// Copyright 2026 the Trellis Authors
// SPDX-License-Identifier: Apache-2.0 OR MIT

//! Render-cache sizing and the global pixel-area budget.
//!
//! Each caching node renders into an offscreen bitmap whose resolution is
//! derived from the node's box, its total scale, and the viewport zoom. The
//! [`CacheBudget`] bounds the sum of all bitmap areas:
//!
//! 1. Every node's natural size is first capped to
//!    [`max_side`](CacheConfig::max_side), keeping its aspect ratio.
//! 2. If the capped sizes still sum to more than
//!    [`max_total_area`](CacheConfig::max_total_area), every cache is scaled
//!    by `sqrt(budget / requested)` per side and floored. Summed areas then
//!    never exceed the budget.
//!
//! Degradation lowers resolution. It never crops and is not an error.
//!
//! The bitmaps themselves are owned by the rendering collaborator; this module
//! only tracks sizes, keys, and the area counters.

use crate::numeric;

/// Default area budget, 2048 × 1024 pixels.
pub const DEFAULT_MAX_TOTAL_AREA: u64 = 2_097_152;

/// Configuration for render-cache sizing.
#[derive(Clone, Copy, Debug, PartialEq, Eq)]
pub struct CacheConfig {
    /// Upper bound on the summed area of all cache bitmaps, in px².
    pub max_total_area: u64,
    /// Upper bound on either side of a single bitmap, in px.
    pub max_side: u32,
    /// Extra pixels added to each side to absorb anti-aliasing bleed.
    pub aliasing_margin: u32,
}

impl CacheConfig {
    /// The default configuration.
    #[must_use]
    pub const fn new() -> Self {
        Self {
            max_total_area: DEFAULT_MAX_TOTAL_AREA,
            max_side: 4096,
            aliasing_margin: 2,
        }
    }

    /// A configuration with the given area budget and no margin or side cap.
    #[must_use]
    pub const fn with_budget(max_total_area: u64) -> Self {
        Self {
            max_total_area,
            max_side: u32::MAX,
            aliasing_margin: 0,
        }
    }
}

impl Default for CacheConfig {
    fn default() -> Self {
        Self::new()
    }
}

/// Pixel dimensions of a cache bitmap plus the zoom it was rendered at.
///
/// The zoom maps node-local units to bitmap pixels.
#[derive(Clone, Copy, Debug, PartialEq)]
pub struct CacheSize {
    /// Bitmap width in pixels.
    pub width: u32,
    /// Bitmap height in pixels.
    pub height: u32,
    /// Horizontal local-to-pixel factor.
    pub zoom_x: f64,
    /// Vertical local-to-pixel factor.
    pub zoom_y: f64,
}

impl CacheSize {
    /// Bitmap area in px².
    #[inline]
    #[must_use]
    pub const fn area(&self) -> u64 {
        self.width as u64 * self.height as u64
    }

    /// Returns `true` if the bitmap would hold no pixels.
    #[inline]
    #[must_use]
    pub const fn is_empty(&self) -> bool {
        self.width == 0 || self.height == 0
    }

    /// Transform from node-local coordinates (centered box) into bitmap
    /// pixels, used when painting into the cache.
    #[must_use]
    pub fn paint_transform(&self) -> kurbo::Affine {
        kurbo::Affine::new([
            self.zoom_x,
            0.0,
            0.0,
            self.zoom_y,
            f64::from(self.width) / 2.0,
            f64::from(self.height) / 2.0,
        ])
    }

    /// Transform from bitmap pixels to absolute space, given the node's
    /// absolute matrix. Used when blitting the cache.
    #[must_use]
    pub fn blit_transform(&self, absolute: kurbo::Affine) -> kurbo::Affine {
        let to_local = kurbo::Affine::new([
            1.0 / self.zoom_x,
            0.0,
            0.0,
            1.0 / self.zoom_y,
            -f64::from(self.width) / (2.0 * self.zoom_x),
            -f64::from(self.height) / (2.0 * self.zoom_y),
        ]);
        absolute * to_local
    }
}

/// Identity of a cache's rendered content.
///
/// Two equal keys mean a bitmap rendered for one is valid for the other.
/// Zoom factors are quantized with the same grid
/// [`CacheBudget::natural_size`] snaps to, so the pixel size and the key
/// always agree.
#[derive(Clone, Copy, Debug, PartialEq, Eq, Hash)]
pub struct CacheKey {
    /// Bitmap width in pixels.
    pub width: u32,
    /// Bitmap height in pixels.
    pub height: u32,
    /// Quantized horizontal zoom.
    pub zoom_x: i64,
    /// Quantized vertical zoom.
    pub zoom_y: i64,
    /// Content revision, bumped on every cache-affecting change.
    pub revision: u64,
}

impl CacheKey {
    const ZOOM_QUANTUM: f64 = 1e6;

    /// Rounds `zoom` onto the key's quantization grid.
    #[must_use]
    pub fn snap_zoom(zoom: f64) -> f64 {
        numeric::round(zoom * Self::ZOOM_QUANTUM) / Self::ZOOM_QUANTUM
    }

    /// Builds a key for `size` at content `revision`.
    #[must_use]
    #[expect(
        clippy::cast_possible_truncation,
        reason = "zoom factors are small; the rounded value fits in i64"
    )]
    pub fn new(size: &CacheSize, revision: u64) -> Self {
        Self {
            width: size.width,
            height: size.height,
            zoom_x: numeric::round(size.zoom_x * Self::ZOOM_QUANTUM) as i64,
            zoom_y: numeric::round(size.zoom_y * Self::ZOOM_QUANTUM) as i64,
            revision,
        }
    }
}

/// Snapshot of the budget counters.
#[derive(Clone, Copy, Debug, PartialEq)]
pub struct CacheStats {
    /// Configured area budget.
    pub max_total_area: u64,
    /// Summed (side-capped) natural area requested at the last plan.
    pub requested_area: u64,
    /// Summed area of committed bitmaps.
    pub allocated_area: u64,
    /// Per-side factor applied at the last plan (`1.0` when within budget).
    pub side_factor: f64,
}

/// The shared pixel-area counter.
///
/// Owned by the [`Scene`](crate::scene::Scene) and reset through
/// [`Scene::reset_cache_budget`](crate::scene::Scene::reset_cache_budget).
#[derive(Clone, Debug)]
pub struct CacheBudget {
    config: CacheConfig,
    requested_area: u64,
    allocated_area: u64,
    side_factor: f64,
}

impl CacheBudget {
    /// Creates an empty budget.
    #[must_use]
    pub fn new(config: CacheConfig) -> Self {
        Self {
            config,
            requested_area: 0,
            allocated_area: 0,
            side_factor: 1.0,
        }
    }

    /// Returns the configuration.
    #[must_use]
    pub fn config(&self) -> &CacheConfig {
        &self.config
    }

    /// Returns the current counters.
    #[must_use]
    pub fn stats(&self) -> CacheStats {
        CacheStats {
            max_total_area: self.config.max_total_area,
            requested_area: self.requested_area,
            allocated_area: self.allocated_area,
            side_factor: self.side_factor,
        }
    }

    /// Clears all counters.
    pub fn reset(&mut self) {
        self.requested_area = 0;
        self.allocated_area = 0;
        self.side_factor = 1.0;
    }

    /// Natural bitmap size for a box of `width × height` local units drawn
    /// at the given zoom, before any capping.
    ///
    /// Zoom factors are first snapped with [`CacheKey::snap_zoom`]; a scale
    /// recovered from a rotated matrix is then exact again.
    #[must_use]
    #[expect(
        clippy::cast_possible_truncation,
        reason = "pixel sizes are clamped to u32 before the cast"
    )]
    pub fn natural_size(&self, width: f64, height: f64, zoom_x: f64, zoom_y: f64) -> CacheSize {
        let margin = f64::from(self.config.aliasing_margin);
        let zoom_x = CacheKey::snap_zoom(zoom_x);
        let zoom_y = CacheKey::snap_zoom(zoom_y);
        let px = |extent: f64, zoom: f64| -> u32 {
            let v = extent * zoom;
            if v <= 0.0 || !v.is_finite() {
                0
            } else {
                (numeric::ceil(v) + margin).min(f64::from(u32::MAX)) as u32
            }
        };
        CacheSize {
            width: px(width, zoom_x),
            height: px(height, zoom_y),
            zoom_x,
            zoom_y,
        }
    }

    /// Caps `size` to the per-side limit, preserving the aspect ratio.
    #[must_use]
    pub fn cap_side(&self, size: CacheSize) -> CacheSize {
        let max = self.config.max_side;
        if size.width <= max && size.height <= max {
            return size;
        }
        let factor = (f64::from(max) / f64::from(size.width))
            .min(f64::from(max) / f64::from(size.height));
        scale_size(size, factor)
    }

    /// Records the summed requested area for this plan and returns the per-side
    /// factor every cache must be scaled by.
    pub fn plan(&mut self, requested_area: u64) -> f64 {
        self.requested_area = requested_area;
        self.side_factor = if requested_area <= self.config.max_total_area || requested_area == 0
        {
            1.0
        } else {
            let ratio = self.config.max_total_area as f64 / requested_area as f64;
            numeric::sqrt(ratio)
        };
        self.side_factor
    }

    /// Applies the current per-side factor to a capped size.
    #[must_use]
    pub fn fit(&self, capped: CacheSize) -> CacheSize {
        if self.side_factor >= 1.0 {
            capped
        } else {
            scale_size(capped, self.side_factor)
        }
    }

    /// Swaps the accounting for one bitmap from `previous` to `next`.
    ///
    /// Both sides of the exchange happen here so that no caller can release
    /// without allocating or the reverse.
    pub fn commit(&mut self, previous: Option<&CacheSize>, next: &CacheSize) {
        if let Some(previous) = previous {
            self.allocated_area = self.allocated_area.saturating_sub(previous.area());
        }
        self.allocated_area += next.area();
    }

    /// Returns the area of a released bitmap to the pool.
    pub fn release(&mut self, previous: &CacheSize) {
        self.allocated_area = self.allocated_area.saturating_sub(previous.area());
    }
}

impl Default for CacheBudget {
    fn default() -> Self {
        Self::new(CacheConfig::default())
    }
}

/// Scales both sides of `size` by `factor`, flooring, and adjusts the zoom so
/// the whole box still fits.
#[expect(
    clippy::cast_possible_truncation,
    reason = "factor <= 1, so the result fits in the original u32"
)]
fn scale_size(size: CacheSize, factor: f64) -> CacheSize {
    let width = numeric::floor(f64::from(size.width) * factor) as u32;
    let height = numeric::floor(f64::from(size.height) * factor) as u32;
    let ratio = |new: u32, old: u32| {
        if old == 0 {
            1.0
        } else {
            f64::from(new) / f64::from(old)
        }
    };
    CacheSize {
        width,
        height,
        zoom_x: size.zoom_x * ratio(width, size.width),
        zoom_y: size.zoom_y * ratio(height, size.height),
    }
}

/// Per-node cache bookkeeping.
#[derive(Clone, Debug, PartialEq)]
pub(crate) struct CacheEntry {
    /// Node opted into caching.
    pub(crate) enabled: bool,
    /// Declared cache-affecting properties.
    pub(crate) properties: crate::props::PropertySet,
    /// Bitmap content matches the current key.
    pub(crate) valid: bool,
    /// Bumped on every cache-affecting change.
    pub(crate) revision: u64,
    /// Size chosen by the most recent plan.
    pub(crate) target: Option<CacheSize>,
    /// Key of the committed bitmap.
    pub(crate) key: Option<CacheKey>,
    /// Size of the committed bitmap (counted against the budget).
    pub(crate) allocated: Option<CacheSize>,
    /// Frame index at which the bitmap was last made valid.
    pub(crate) valid_since: Option<u64>,
}

impl CacheEntry {
    pub(crate) fn new(enabled: bool) -> Self {
        Self {
            enabled,
            properties: crate::props::PropertySet::DEFAULT_CACHE,
            valid: false,
            revision: 0,
            target: None,
            key: None,
            allocated: None,
            valid_since: None,
        }
    }
}

#[cfg(test)]
mod tests {
    use super::*;

    fn size(width: u32, height: u32) -> CacheSize {
        CacheSize {
            width,
            height,
            zoom_x: 1.0,
            zoom_y: 1.0,
        }
    }

    #[test]
    fn within_budget_is_untouched() {
        let mut budget = CacheBudget::new(CacheConfig::with_budget(10_000));
        assert_eq!(budget.plan(8_000), 1.0);
        assert_eq!(budget.fit(size(100, 80)), size(100, 80));
    }

    #[test]
    fn over_budget_scales_every_cache_proportionally() {
        let mut budget = CacheBudget::new(CacheConfig::with_budget(10_000));
        let a = size(100, 80);
        let b = size(80, 100);
        budget.plan(a.area() + b.area());
        let fa = budget.fit(a);
        let fb = budget.fit(b);
        assert!(fa.area() + fb.area() <= 10_000, "{fa:?} {fb:?}");
        // Aspect ratio survives within a pixel of rounding.
        let aspect = f64::from(fa.width) / f64::from(fa.height);
        assert!((aspect - 1.25).abs() < 0.02, "aspect {aspect}");
        assert!(fa.zoom_x < 1.0 && fa.zoom_y < 1.0);
    }

    #[test]
    fn side_cap_keeps_aspect() {
        let budget = CacheBudget::new(CacheConfig {
            max_side: 1000,
            ..CacheConfig::with_budget(u64::MAX)
        });
        let capped = budget.cap_side(size(4000, 1000));
        assert_eq!(capped.width, 1000);
        assert_eq!(capped.height, 250);
        assert_eq!(capped.zoom_x, 0.25);
    }

    #[test]
    fn natural_size_adds_margin() {
        let budget = CacheBudget::default();
        let s = budget.natural_size(10.2, 5.0, 2.0, 1.0);
        assert_eq!(s.width, 21 + 2);
        assert_eq!(s.height, 5 + 2);
        assert!(budget.natural_size(0.0, 5.0, 1.0, 1.0).is_empty());
    }

    #[test]
    fn commit_and_release_pair_up() {
        let mut budget = CacheBudget::default();
        budget.commit(None, &size(10, 10));
        budget.commit(Some(&size(10, 10)), &size(20, 10));
        assert_eq!(budget.stats().allocated_area, 200);
        budget.release(&size(20, 10));
        assert_eq!(budget.stats().allocated_area, 0);
    }

    #[test]
    fn key_ignores_zoom_noise() {
        let a = CacheSize {
            zoom_x: 2.0,
            ..size(10, 10)
        };
        let b = CacheSize {
            zoom_x: 2.000_000_000_000_1,
            ..size(10, 10)
        };
        assert_eq!(CacheKey::new(&a, 3), CacheKey::new(&b, 3));
        assert_ne!(CacheKey::new(&a, 3), CacheKey::new(&a, 4));
    }

    #[test]
    fn natural_size_absorbs_scale_noise() {
        let budget = CacheBudget::default();
        let exact = budget.natural_size(50.0, 50.0, 1.0, 1.0);
        let noisy = budget.natural_size(50.0, 50.0, 1.0 + f64::EPSILON, 1.0 - f64::EPSILON);
        assert_eq!(exact.width, noisy.width);
        assert_eq!(exact.height, noisy.height);
        assert_eq!(noisy.zoom_x, 1.0);
        assert_eq!(CacheKey::new(&exact, 1), CacheKey::new(&noisy, 1));
    }

    #[test]
    fn paint_and_blit_transforms_are_inverse_at_identity() {
        let s = CacheSize {
            width: 40,
            height: 20,
            zoom_x: 2.0,
            zoom_y: 2.0,
        };
        let round = s.blit_transform(kurbo::Affine::IDENTITY) * s.paint_transform();
        let p = round * kurbo::Point::new(3.0, -4.0);
        assert!((p.x - 3.0).abs() < 1e-12 && (p.y + 4.0).abs() < 1e-12);
    }
}
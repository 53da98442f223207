// Copyright 2026 the Trellis Authors
// SPDX-License-Identifier: Apache-2.0 OR MIT

//! Node identity types.

use core::fmt;

/// Sentinel value indicating "no node" in index fields.
pub const INVALID: u32 = u32::MAX;

/// A handle to a node in a [`Scene`](super::Scene).
///
/// Contains both a slot index and a generation counter so that stale handles
/// can be detected after a node is destroyed and the slot is reused.
#[derive(Clone, Copy, PartialEq, Eq, Hash)]
pub struct NodeId {
    /// Slot index into the scene's arrays.
    pub(crate) idx: u32,
    /// Generation counter; must match the scene's generation for this slot.
    pub(crate) generation: u32,
}

impl NodeId {
    /// Returns the raw slot index (for diagnostics and `*_at` accessors).
    #[inline]
    #[must_use]
    pub const fn index(self) -> u32 {
        self.idx
    }

    /// Returns the generation counter.
    #[inline]
    #[must_use]
    pub const fn generation(self) -> u32 {
        self.generation
    }
}

impl fmt::Debug for NodeId {
    fn fmt(&self, f: &mut fmt::Formatter<'_>) -> fmt::Result {
        write!(f, "NodeId({}@gen{})", self.idx, self.generation)
    }
}

/// The variant of a node.
#[derive(Clone, Copy, Debug, PartialEq, Eq, Hash)]
pub enum NodeKind {
    /// A drawable shape. Leaves never have children.
    Leaf,
    /// A container whose children are positioned in its local space.
    Group,
}
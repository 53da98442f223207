// Copyright 2026 the Trellis Authors
// SPDX-License-Identifier: Apache-2.0 OR MIT

//! Numeric helpers shared by all angle and length math.
//!
//! Every trigonometric and square-root evaluation in the crate goes through
//! this module, which forwards to the software implementations in [`libm`].
//! Platform intrinsics (and combined operations such as `hypot`) are never
//! used, so the same inputs produce bit-identical matrices on every target.
//!
//! [`sin`] and [`cos`] return exact values at quarter turns, so a 90° rotation
//! yields a matrix with exact zeros instead of `6.1e-17` residue.

use core::f64::consts::{FRAC_PI_2, PI};

/// Determinants with an absolute value below this are treated as singular.
pub const SINGULAR_EPSILON: f64 = 1e-10;

/// Tolerance used when comparing geometric quantities for "no change".
pub const GEOMETRY_EPSILON: f64 = 1e-9;

/// Converts degrees to radians.
#[inline]
#[must_use]
pub fn to_radians(degrees: f64) -> f64 {
    degrees * (PI / 180.0)
}

/// Converts radians to degrees.
#[inline]
#[must_use]
pub fn to_degrees(radians: f64) -> f64 {
    radians * (180.0 / PI)
}

/// Sine of `radians`, exact at multiples of π/2.
#[must_use]
pub fn sin(radians: f64) -> f64 {
    if radians == 0.0 {
        return 0.0;
    }
    let sign = if radians < 0.0 { -1.0 } else { 1.0 };
    let slice = radians / FRAC_PI_2;
    if slice == 1.0 || slice == -1.0 {
        return sign;
    }
    if slice == 2.0 || slice == -2.0 {
        return 0.0;
    }
    if slice == 3.0 || slice == -3.0 {
        return -sign;
    }
    libm::sin(radians)
}

/// Cosine of `radians`, exact at multiples of π/2.
#[must_use]
pub fn cos(radians: f64) -> f64 {
    if radians == 0.0 {
        return 1.0;
    }
    let slice = radians.abs() / FRAC_PI_2;
    if slice == 1.0 || slice == 3.0 {
        return 0.0;
    }
    if slice == 2.0 {
        return -1.0;
    }
    libm::cos(radians)
}

/// Tangent of `radians`.
#[inline]
#[must_use]
pub fn tan(radians: f64) -> f64 {
    libm::tan(radians)
}

/// Four-quadrant arctangent of `y / x`.
#[inline]
#[must_use]
pub fn atan2(y: f64, x: f64) -> f64 {
    libm::atan2(y, x)
}

/// Square root.
#[inline]
#[must_use]
pub fn sqrt(value: f64) -> f64 {
    libm::sqrt(value)
}

/// Euclidean length of `(x, y)`, computed from the squared components.
#[inline]
#[must_use]
pub fn length(x: f64, y: f64) -> f64 {
    sqrt(x * x + y * y)
}

/// Rounds up to the next integer.
#[inline]
#[must_use]
pub fn ceil(value: f64) -> f64 {
    libm::ceil(value)
}

/// Rounds down to the previous integer.
#[inline]
#[must_use]
pub fn floor(value: f64) -> f64 {
    libm::floor(value)
}

/// Rounds half away from zero.
#[inline]
#[must_use]
pub fn round(value: f64) -> f64 {
    libm::round(value)
}

/// Returns `true` if `a` and `b` differ by at most `epsilon`.
#[inline]
#[must_use]
pub fn approx_eq(a: f64, b: f64, epsilon: f64) -> bool {
    (a - b).abs() <= epsilon
}

#[cfg(test)]
mod tests {
    use super::*;

    #[test]
    fn quarter_turns_are_exact() {
        assert_eq!(cos(FRAC_PI_2), 0.0);
        assert_eq!(sin(FRAC_PI_2), 1.0);
        assert_eq!(cos(PI), -1.0);
        assert_eq!(sin(PI), 0.0);
        assert_eq!(sin(-FRAC_PI_2), -1.0);
        assert_eq!(cos(3.0 * FRAC_PI_2), 0.0);
        assert_eq!(sin(3.0 * FRAC_PI_2), -1.0);
    }

    #[test]
    fn degree_round_trip() {
        assert!(approx_eq(to_degrees(to_radians(37.5)), 37.5, 1e-12));
        assert_eq!(to_radians(90.0), FRAC_PI_2);
    }

    #[test]
    fn general_angles_match_libm() {
        let r = to_radians(30.0);
        assert!(approx_eq(sin(r), 0.5, 1e-12));
        assert!(approx_eq(cos(r), sqrt(3.0) / 2.0, 1e-12));
    }

    #[test]
    fn length_uses_squared_components() {
        assert_eq!(length(3.0, 4.0), 5.0);
        assert_eq!(length(0.0, 0.0), 0.0);
    }
}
========================================
== GOAL OF THE EXERCISE ==
Lines from the start of the material through the line containing "2048 × 1024 pixels." are wanted. Write them out exactly.

== SOLUTION TO THE PROBLEM ==
// Copyright 2026 the Trellis Authors
// SPDX-License-Identifier: Apache-2.0 OR MIT

//! Render-cache sizing and the global pixel-area budget.
//!
//! Each caching node renders into an offscreen bitmap whose resolution is
//! derived from the node's box, its total scale, and the viewport zoom. The
//! [`CacheBudget`] bounds the sum of all bitmap areas:
//!
//! 1. Every node's natural size is first capped to
//!    [`max_side`](CacheConfig::max_side), keeping its aspect ratio.
//! 2. If the capped sizes still sum to more than
//!    [`max_total_area`](CacheConfig::max_total_area), every cache is scaled
//!    by `sqrt(budget / requested)` per side and floored. Summed areas then
//!    never exceed the budget.
//!
//! Degradation lowers resolution. It never crops and is not an error.
//!
//! The bitmaps themselves are owned by the rendering collaborator; this module
//! only tracks sizes, keys, and the area counters.

use crate::numeric;

/// Default area budget, 2048 × 1024 pixels.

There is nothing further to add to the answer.